* _WORK ITEM_:
Go line by line through the entries below and count those containing the string "that"; give only the count.
====== RECORD EXTRACTS ======
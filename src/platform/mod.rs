//! The storefront platform the fixtures are created in.
//!
//! `Platform` is the service locator: it owns the database connection and the
//! process-level collaborators (secure area, index scheduler, enclosing-transaction
//! tracker) and hands out one repository per entity kind.
//!
//! # Architecture
//!
//! - **Model Layer** (`model/`) - Entity shells (drafts) and the aggregates repositories return
//! - **Data Layer** (`data/`) - Repositories performing the SeaORM reads, writes and deletes
//! - **Secure Area** (`secure_area`) - Gate required for deleting system entities
//! - **Indexer** (`indexer`) - Index updates dispatched by saves

pub mod data;
pub mod indexer;
pub mod model;
pub mod secure_area;

#[cfg(test)]
pub(crate) mod testing;

use std::sync::atomic::{AtomicUsize, Ordering};

use sea_orm::DatabaseConnection;
use tracing::debug;

use crate::{
    config::Config,
    platform::{
        data::{
            attribute::AttributeRepository, cart::CartRepository, cart_rule::CartRuleRepository,
            category::CategoryRepository, page::PageRepository, store::StoreRepository,
        },
        indexer::IndexScheduler,
        secure_area::SecureArea,
    },
};

pub struct Platform {
    db: DatabaseConnection,
    secure_area: SecureArea,
    indexer: IndexScheduler,
    /// Number of enclosing transactions the caller currently holds.
    open_transactions: AtomicUsize,
}

impl Platform {
    /// Creates a platform over `db` with the default configuration.
    pub fn new(db: DatabaseConnection) -> Self {
        Self::with_config(db, &Config::default())
    }

    pub fn with_config(db: DatabaseConnection, config: &Config) -> Self {
        Self {
            db,
            secure_area: SecureArea::new(),
            indexer: IndexScheduler::new(config.index_mode),
            open_transactions: AtomicUsize::new(0),
        }
    }

    pub fn db(&self) -> &DatabaseConnection {
        &self.db
    }

    pub fn secure_area(&self) -> &SecureArea {
        &self.secure_area
    }

    pub fn indexer(&self) -> &IndexScheduler {
        &self.indexer
    }

    /// Marks the caller as running inside a database transaction until the returned
    /// guard is dropped.
    ///
    /// Test harnesses that wrap each test in a transaction for isolation hold one of
    /// these for the duration of the test. While any is alive, immediate index updates
    /// refuse to run.
    pub fn open_transaction(&self) -> OpenTransaction<'_> {
        let depth = self.open_transactions.fetch_add(1, Ordering::SeqCst) + 1;
        debug!("Entered enclosing transaction (depth {})", depth);
        OpenTransaction { platform: self }
    }

    /// Whether the caller currently holds an enclosing transaction.
    pub fn in_transaction(&self) -> bool {
        self.open_transactions.load(Ordering::SeqCst) > 0
    }

    pub fn stores(&self) -> StoreRepository<'_> {
        StoreRepository::new(self)
    }

    pub fn pages(&self) -> PageRepository<'_> {
        PageRepository::new(self)
    }

    pub fn categories(&self) -> CategoryRepository<'_> {
        CategoryRepository::new(self)
    }

    pub fn attributes(&self) -> AttributeRepository<'_> {
        AttributeRepository::new(self)
    }

    pub fn cart_rules(&self) -> CartRuleRepository<'_> {
        CartRuleRepository::new(self)
    }

    pub fn carts(&self) -> CartRepository<'_> {
        CartRepository::new(self)
    }
}

/// Enclosing transaction marker returned by `Platform::open_transaction`.
#[must_use = "the transaction is closed as soon as the guard is dropped"]
pub struct OpenTransaction<'a> {
    platform: &'a Platform,
}

impl Drop for OpenTransaction<'_> {
    fn drop(&mut self) {
        self.platform.open_transactions.fetch_sub(1, Ordering::SeqCst);
    }
}
use thiserror::Error;

/// Phrase carried by every error that reports an index update attempted inside an
/// open database transaction.
pub const TRANSACTION_OPEN_SIGNATURE: &str = "while a database transaction is open";

/// Errors raised by the index scheduler.
#[derive(Error, Debug, Clone, PartialEq, Eq)]
pub enum IndexError {
    /// An immediate index update was requested while the caller still holds an
    /// enclosing database transaction.
    ///
    /// # Fields
    /// - `indexer` - Name of the index, such as `"catalog_category_product"`
    /// - `entity_id` - Row that would have been reindexed
    #[error("Index {indexer} cannot be updated for entity {entity_id} while a database transaction is open")]
    TransactionOpen { indexer: &'static str, entity_id: i32 },
}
======
* _ANSWER BOX_:
3